Supreme Court of Nevada
Aug 30, 1983
665 P.2d 242 (Nev. 1983)


No. 14799

June 22, 1983 Rehearing denied August 30, 1983

Appeal from Eighth Judicial District Court, Clark County; Addeliar D. Guy, Judge.

Brian McKay, Attorney General, Carson City; Robert J. Miller, District Attorney, Clark County, for Appellant.

Bell, Leavitt Green, James L. Wadsworth, Las Vegas, for Respondents.


On February 2, 1983, respondents Thomas J. Hughes and Dianne Story were charged by indictment with a variety of crimes stemming from their possession and distribution of heroin. They filed petitions for writs of habeas corpus based on lack of probable cause. The district court granted their petitions as to one of the counts and this appeal followed. We reverse.
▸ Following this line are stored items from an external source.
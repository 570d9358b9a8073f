//! Atomic file persistence.
//!
//! Every durable record in the state directory is written with the same
//! discipline: serialize, write to a temporary file in the same directory
//! (same filesystem, so the rename cannot cross devices), fsync, then
//! rename over the target. A crash at any point leaves either the previous
//! record or the new one.

use std::fs;
use std::io::Write;
use std::path::Path;

use serde::Serialize;
use serde::de::DeserializeOwned;

use crate::StateError;

/// Write `bytes` to `path` atomically.
pub fn write_atomic(path: &Path, bytes: &[u8]) -> Result<(), StateError> {
    let dir = path.parent().ok_or_else(|| {
        StateError::io(
            format!("no parent directory for {}", path.display()),
            std::io::Error::from(std::io::ErrorKind::InvalidInput),
        )
    })?;

    let file_name = path
        .file_name()
        .map(|n| n.to_string_lossy().into_owned())
        .unwrap_or_else(|| "record".to_owned());
    let tmp_path = dir.join(format!(".{file_name}.tmp"));

    let mut file = fs::File::create(&tmp_path)
        .map_err(|e| StateError::io(format!("create {}", tmp_path.display()), e))?;
    file.write_all(bytes)
        .map_err(|e| StateError::io(format!("write {}", tmp_path.display()), e))?;
    file.sync_all()
        .map_err(|e| StateError::io(format!("fsync {}", tmp_path.display()), e))?;
    drop(file);

    fs::rename(&tmp_path, path).map_err(|e| {
        StateError::io(
            format!("rename {} -> {}", tmp_path.display(), path.display()),
            e,
        )
    })
}

/// Serialize `value` as pretty JSON and write it atomically.
pub fn write_json_atomic<T: Serialize>(path: &Path, value: &T) -> Result<(), StateError> {
    let json = serde_json::to_vec_pretty(value).map_err(|e| StateError::Serialize {
        what: path.display().to_string(),
        source: e,
    })?;
    write_atomic(path, &json)
}

/// Read and parse a JSON record. Returns `Ok(None)` if the file does not
/// exist.
pub fn read_json<T: DeserializeOwned>(path: &Path) -> Result<Option<T>, StateError> {
    let contents = match fs::read_to_string(path) {
        Ok(c) => c,
        Err(e) if e.kind() == std::io::ErrorKind::NotFound => return Ok(None),
        Err(e) => return Err(StateError::io(format!("read {}", path.display()), e)),
    };
    let value = serde_json::from_str(&contents).map_err(|e| StateError::Deserialize {
        path: path.to_owned(),
        source: e,
    })?;
    Ok(Some(value))
}
//! Durable state for the undercity grid: the task board, the crash-recovery
//! store, worker checkpoints, and the append-only event log.
//!
//! Everything in this crate is file-backed under a single state directory
//! (`.undercity/` by convention). Every record write goes through
//! [`atomic::write_json_atomic`] (write-to-temp, fsync, rename) so a crash
//! at any instant leaves either the old record or the new one, never a
//! torn file.

pub mod atomic;
pub mod board;
pub mod events;
pub mod layout;
pub mod models;
pub mod recovery;

use std::path::PathBuf;

use thiserror::Error;
use uuid::Uuid;

/// Errors produced by the state crate.
#[derive(Debug, Error)]
pub enum StateError {
    /// An underlying filesystem operation failed.
    #[error("{context}: {source}")]
    Io {
        context: String,
        #[source]
        source: std::io::Error,
    },

    /// A record could not be serialized.
    #[error("failed to serialize {what}: {source}")]
    Serialize {
        what: String,
        #[source]
        source: serde_json::Error,
    },

    /// A record on disk could not be parsed.
    #[error("malformed record at {path}: {source}")]
    Deserialize {
        path: PathBuf,
        #[source]
        source: serde_json::Error,
    },

    /// A task id was not found on the board.
    #[error("task {0} not found")]
    TaskNotFound(Uuid),

    /// A parent id referenced by a new task does not exist.
    #[error("parent task {0} not found")]
    ParentNotFound(Uuid),

    /// A status transition violates the task lifecycle graph.
    #[error("invalid status transition {from} -> {to} for task {task_id}")]
    InvalidTransition {
        task_id: Uuid,
        from: models::TaskStatus,
        to: models::TaskStatus,
    },

    /// Decompose was called with an empty subtask list or on an
    /// already-decomposed parent.
    #[error("cannot decompose task {task_id}: {reason}")]
    Decompose { task_id: Uuid, reason: String },

    /// The task is owned by a live worker and cannot be removed.
    #[error("task {0} is in progress and cannot be removed")]
    TaskInUse(Uuid),
}

impl StateError {
    pub(crate) fn io(context: impl Into<String>, source: std::io::Error) -> Self {
        Self::Io {
            context: context.into(),
            source,
        }
    }
}
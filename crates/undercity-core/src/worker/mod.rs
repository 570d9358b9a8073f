//! The worker state machine: one task, driven from plan to terminal.
//!
//! Phases: plan -> execute -> verify -> (fix | review | escalate) ->
//! terminal. Verification failures burn tier-local fix attempts; when
//! those run out the worker escalates the model tier (haiku -> sonnet ->
//! opus, opus gated by the session budget) and re-executes with the
//! failure folded into its context. A checkpoint is written at every
//! phase boundary; the health monitor watches nothing else.
//!
//! The worker never touches the task board. Its terminal state is a
//! [`WorkerReport`] the orchestrator ingests.

pub mod briefing;
pub mod prompts;

use std::path::PathBuf;
use std::sync::{Arc, Mutex};
use std::time::{Duration, Instant};

use chrono::Utc;
use tokio_util::sync::CancellationToken;
use uuid::Uuid;

use undercity_state::models::{Checkpoint, ErrorCategory, ModelTier, Task, VerifyKind, WorkerPhase};
use undercity_state::recovery::RecoveryStore;

use crate::agent::{AgentError, AgentRequest, AgentResult, AgentRunner};
use crate::git;
use crate::orchestrator::budget::OpusBudget;
use crate::verify::VerifyRunner;
use briefing::Briefing;

/// Worker tuning knobs.
#[derive(Debug, Clone)]
pub struct WorkerConfig {
    pub starting_tier: ModelTier,
    /// Escalation never exceeds this tier.
    pub max_tier: ModelTier,
    /// Fix attempts per tier before escalating.
    pub max_retries_per_tier: u32,
    /// Total execute/fix invocations across all tiers.
    pub max_attempts: u32,
    /// Whether to run critique passes after a green verify.
    pub review_passes: bool,
    pub max_review_passes_per_tier: u32,
    pub max_opus_review_passes: u32,
    /// Wall-clock cap per agent invocation.
    pub agent_timeout: Duration,
    /// Commit successful work in the worktree on completion.
    pub auto_commit: bool,
}
impl WorktreeManager {
    /// Create a manager for the repository at `repo_path`.
    ///
    /// Verifies the path is a usable (non-bare, non-detached) working
    /// tree, self-healing a degenerate `core.bare=true` configuration
    /// left behind by an interrupted operation, and auto-detects the
    /// mainline branch. Worktrees default to the sibling directory
    /// `../<repo-name>-undercity-worktrees/`.
    pub fn new(
        repo_path: impl Into<PathBuf>,
        worktree_base: Option<PathBuf>,
    ) -> Result<Self, WorktreeError> {
        let repo_path = repo_path.into();

        if !git::git_ok(&repo_path, &["rev-parse", "--git-dir"]).unwrap_or(false) {
            return Err(WorktreeError::NotAGitRepo(repo_path));
        }

        // Self-heal: a repo flipped to bare (e.g. by a crashed tool) still
        // has its working tree on disk; flipping core.bare back restores it.
        if git::git(&repo_path, &["rev-parse", "--is-bare-repository"])? == "true" {
            tracing::warn!(
                path = %repo_path.display(),
                "repository is marked bare; attempting self-heal"
            );
            git::git(&repo_path, &["config", "core.bare", "false"])?;
            if git::git(&repo_path, &["rev-parse", "--is-bare-repository"])? == "true" {
                return Err(WorktreeError::DegenerateRepo {
                    path: repo_path,
                    reason: "bare repository (self-heal failed)".into(),
                });
            }
        }

        // A detached mainline HEAD would make every branch base ambiguous.
        if !git::git_ok(&repo_path, &["symbolic-ref", "-q", "HEAD"])? {
            return Err(WorktreeError::DegenerateRepo {
                path: repo_path,
                reason: "detached HEAD on mainline".into(),
            });
        }

        let main_branch = detect_main_branch(&repo_path);

        let worktree_base = worktree_base.unwrap_or_else(|| {
            let repo_name = repo_path
                .file_name()
                .and_then(|n| n.to_str())
                .unwrap_or("repo");
            let base_name = format!("{repo_name}-undercity-worktrees");
            repo_path
                .parent()
                .map(|p| p.join(&base_name))
                .unwrap_or_else(|| PathBuf::from(base_name))
        });

        Ok(Self {
            repo_path,
            worktree_base,
            main_branch,
            git_lock: Arc::new(Mutex::new(())),
        })
    }

    pub fn main_repo_path(&self) -> &Path {
        &self.repo_path
    }

    pub fn main_branch(&self) -> &str {
        &self.main_branch
    }

    pub fn worktree_base(&self) -> &Path {
        &self.worktree_base
    }

    /// Branch name for a task: `undercity/<task-id>`.
    pub fn branch_name(task_id: Uuid) -> String {
        format!("{BRANCH_PREFIX}{task_id}")
    }

    /// Current mainline HEAD SHA.
    pub fn main_head_sha(&self) -> Result<String, WorktreeError> {
        Ok(git::git(&self.repo_path, &["rev-parse", "HEAD"])?)
    }

    /// Create a worktree for `task_id` off the current mainline HEAD.
    ///
    /// Idempotent: an existing worktree on the expected branch is
    /// returned as-is (crash-restart path). Partial state from a failed
    /// creation is cleaned up on a best-effort basis.
    pub fn create_worktree(&self, task_id: Uuid) -> Result<WorktreeInfo, WorktreeError> {
        let _lock = self.git_lock.lock().unwrap_or_else(|e| e.into_inner());

        let branch = Self::branch_name(task_id);
        validate_ref(&branch)?;
        let worktree_path = self.worktree_base.join(task_id.to_string());
        let base_sha = git::git(&self.repo_path, &["rev-parse", "HEAD"])?;

        // Already registered at the expected path?
        if let Some(existing) = self.find_entry_by_path(&worktree_path)? {
            match existing.branch.as_deref() {
                Some(b) if b == branch => {
                    tracing::info!(
                        task_id = %task_id,
                        path = %worktree_path.display(),
                        "worktree already exists, reusing"
                    );
                    return Ok(WorktreeInfo {
                        task_id,
                        path: existing.path,
                        branch,
                        base_sha: existing.head,
                    });
                }
                Some(b) => {
                    return Err(WorktreeError::BranchMismatch {
                        expected: branch,
                        found: b.to_owned(),
                    });
                }
                None => {
                    return Err(WorktreeError::BranchMismatch {
                        expected: branch,
                        found: "(detached)".to_owned(),
                    });
                }
            }
        }

        if !self.worktree_base.exists() {
            std::fs::create_dir_all(&self.worktree_base).map_err(|e| {
                WorktreeError::Git(GitError::Run {
                    command: format!("create {}", self.worktree_base.display()),
                    source: e,
                })
            })?;
        }

        let path_str = worktree_path.to_string_lossy().into_owned();
        let branch_ref = format!("refs/heads/{branch}");
        let branch_exists = git::git_ok(&self.repo_path, &["rev-parse", "--verify", &branch_ref])?;

        let result = if branch_exists {
            git::git(&self.repo_path, &["worktree", "add", &path_str, &branch])
        } else {
            git::git(
                &self.repo_path,
                &["worktree", "add", "-b", &branch, &path_str, "HEAD"],
            )
        };

        if let Err(e) = result {
            self.cleanup_partial(&worktree_path);
            return Err(e.into());
        }

        Ok(WorktreeInfo {
            task_id,
            path: worktree_path,
            branch,
            base_sha,
        })
    }

    /// Remove a worktree by path. Idempotent; `force` discards any
    /// uncommitted state.
    pub fn remove_worktree(&self, path: &Path, force: bool) -> Result<(), WorktreeError> {
        let _lock = self.git_lock.lock().unwrap_or_else(|e| e.into_inner());

        if self.find_entry_by_path(path)?.is_none() {
            if path.exists() {
                tracing::warn!(
                    path = %path.display(),
                    "directory exists but is not a registered worktree, removing"
                );
                let _ = std::fs::remove_dir_all(path);
            }
            return Ok(());
        }

        let path_str = path.to_string_lossy().into_owned();
        let mut args = vec!["worktree", "remove"];
        if force {
            args.push("--force");
        }
        args.push(&path_str);

        match git::git(&self.repo_path, &args) {
            Ok(_) => Ok(()),
            Err(GitError::Exit { stderr, .. }) if stderr.contains("is not a working tree") => {
                Ok(())
            }
            Err(e) => Err(e.into()),
        }
    }

    /// Delete a task branch. Safe after a fast-forward merge; `Ok` even
    /// if the branch is already gone.
    pub fn delete_branch(&self, branch: &str) -> Result<(), WorktreeError> {
        validate_ref(branch)?;
        let _lock = self.git_lock.lock().unwrap_or_else(|e| e.into_inner());
        match git::git(&self.repo_path, &["branch", "-D", branch]) {
            Ok(_) => Ok(()),
            Err(GitError::Exit { stderr, .. }) if stderr.contains("not found") => Ok(()),
            Err(e) => Err(e.into()),
        }
    }

    /// All live task worktrees (entries under the managed base directory
    /// on an `undercity/` branch).
    pub fn list_active_worktrees(&self) -> Result<Vec<WorktreeInfo>, WorktreeError> {
        let entries = self.list_entries()?;
        let mut out = Vec::new();
        for entry in entries {
            let Some(branch) = entry.branch else { continue };
            let Some(id_str) = branch.strip_prefix(BRANCH_PREFIX) else {
                continue;
            };
            let Ok(task_id) = Uuid::parse_str(id_str) else {
                continue;
            };
            out.push(WorktreeInfo {
                task_id,
                path: entry.path,
                branch,
                base_sha: entry.head,
            });
        }
        Ok(out)
    }

    /// Prune stale worktree registrations whose directories are gone.
    pub fn prune_stale(&self) -> Result<(), WorktreeError> {
        let _lock = self.git_lock.lock().unwrap_or_else(|e| e.into_inner());
        git::git(&self.repo_path, &["worktree", "prune"])?;
        Ok(())
    }

    fn list_entries(&self) -> Result<Vec<PorcelainEntry>, WorktreeError> {
        let stdout = git::git(&self.repo_path, &["worktree", "list", "--porcelain"])?;
        parse_porcelain_output(&stdout)
    }

    fn find_entry_by_path(&self, path: &Path) -> Result<Option<PorcelainEntry>, WorktreeError> {
        let canonical = path.canonicalize().unwrap_or_else(|_| path.to_path_buf());
        for entry in self.list_entries()? {
            let entry_canonical = entry
                .path
                .canonicalize()
                .unwrap_or_else(|_| entry.path.clone());
            if entry_canonical == canonical {
                return Ok(Some(entry));
            }
        }
        Ok(None)
    }

    fn cleanup_partial(&self, path: &Path) {
        if path.exists() {
            tracing::warn!(
                path = %path.display(),
                "cleaning up partial worktree directory"
            );
            let _ = std::fs::remove_dir_all(path);
        }
        let _ = git::git(&self.repo_path, &["worktree", "prune"]);
    }
}
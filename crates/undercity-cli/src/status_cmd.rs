//! `undercity status`: one-screen view of the grid.

use std::collections::BTreeMap;

use anyhow::Result;
use serde::Serialize;

use undercity_core::emergency::EmergencyMode;
use undercity_core::tracker::rate_limit::{RateLimitConfig, RateLimitTracker};
use undercity_state::board::{TaskBoard, TaskFilter};
use undercity_state::layout::StateLayout;
use undercity_state::models::ActiveTaskState;
use undercity_state::recovery::RecoveryStore;

use crate::EXIT_OK;

#[derive(Debug, Serialize)]
struct Status {
    board: BTreeMap<String, usize>,
    active: Vec<ActiveView>,
    emergency_active: bool,
    emergency_reason: Option<String>,
    paused: bool,
    pause_reason: Option<String>,
    drain_requested: bool,
}

#[derive(Debug, Serialize)]
struct ActiveView {
    task_id: String,
    objective: String,
    model: String,
    branch: String,
}

fn active_view(state: &ActiveTaskState) -> ActiveView {
    ActiveView {
        task_id: state.task_id.to_string(),
        objective: state.objective.clone(),
        model: state.model.to_string(),
        branch: state.branch.clone(),
    }
}

pub fn run(layout: &StateLayout, json: bool) -> Result<u8> {
    let board = TaskBoard::open(layout.tasks_file())?;
    let recovery = RecoveryStore::open(layout)?;
    let emergency = EmergencyMode::open(layout)?;
    let rate_limit = RateLimitTracker::open(layout, RateLimitConfig::default())?;

    let mut counts: BTreeMap<String, usize> = BTreeMap::new();
    for task in board.list(&TaskFilter::default()) {
        *counts.entry(task.status.to_string()).or_default() += 1;
    }
    let active: Vec<ActiveView> = recovery
        .scan_active_tasks()?
        .iter()
        .map(active_view)
        .collect();

    let status = Status {
        board: counts,
        active,
        emergency_active: emergency.state().active,
        emergency_reason: emergency.state().reason.clone(),
        paused: rate_limit.is_paused(),
        pause_reason: rate_limit.pause_reason().map(str::to_owned),
        drain_requested: layout.drain_file().exists(),
    };

    if json {
        println!("{}", serde_json::to_string_pretty(&status)?);
        return Ok(EXIT_OK);
    }

    println!("Board:");
    if status.board.is_empty() {
        println!("  (empty)");
    }
    for (state, count) in &status.board {
        println!("  {state}: {count}");
    }
    if status.active.is_empty() {
        println!("In flight: none");
    } else {
        println!("In flight:");
        for task in &status.active {
            println!(
                "  {} [{}] {}",
                &task.task_id[..8],
                task.model,
                task.objective
            );
        }
    }
    if status.emergency_active {
        println!(
            "EMERGENCY MODE: {}",
            status.emergency_reason.as_deref().unwrap_or("(no reason)")
        );
    }
    if status.paused {
        println!(
            "Rate-limit pause: {}",
            status.pause_reason.as_deref().unwrap_or("(no reason)")
        );
    }
    if status.drain_requested {
        println!("Drain requested.");
    }
    Ok(EXIT_OK)
}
This court's review is limited to whether the district court committed substantial error in determining that there was no probable cause. Sheriff v. Provenza, 97 Nev. 346, 630 P.2d 265 (1981).

The evidence presented to the grand jury established that Hughes and Story had often acted as "distributors" of heroin, and that a typical "buy" would be set up so that a purchaser gave money to Hughes and later picked up the drug from Story at a certain residence in Las Vegas. An informant testified that Hughes was in charge of the operation and would receive the heroin in bulk, repackage it, and make it available to buyers. On December 22, 1982, a "buy" was arranged through the informer. Subsequently, a search warrant was executed at the residence. Hughes was arrested at the front door and was in possession of keys to the residence and its alarm system. The search revealed ten packets of packaged heroin between the mattresses in Story's bedroom, a kilogram of mannite "cut" in the den, and a larger quantity of mannite, together with plastic baggies and a scale, in a storage shed. A police officer experienced in narcotics investigations testified that the materials found would allow a great quantity of heroin to be "cut" and repackaged.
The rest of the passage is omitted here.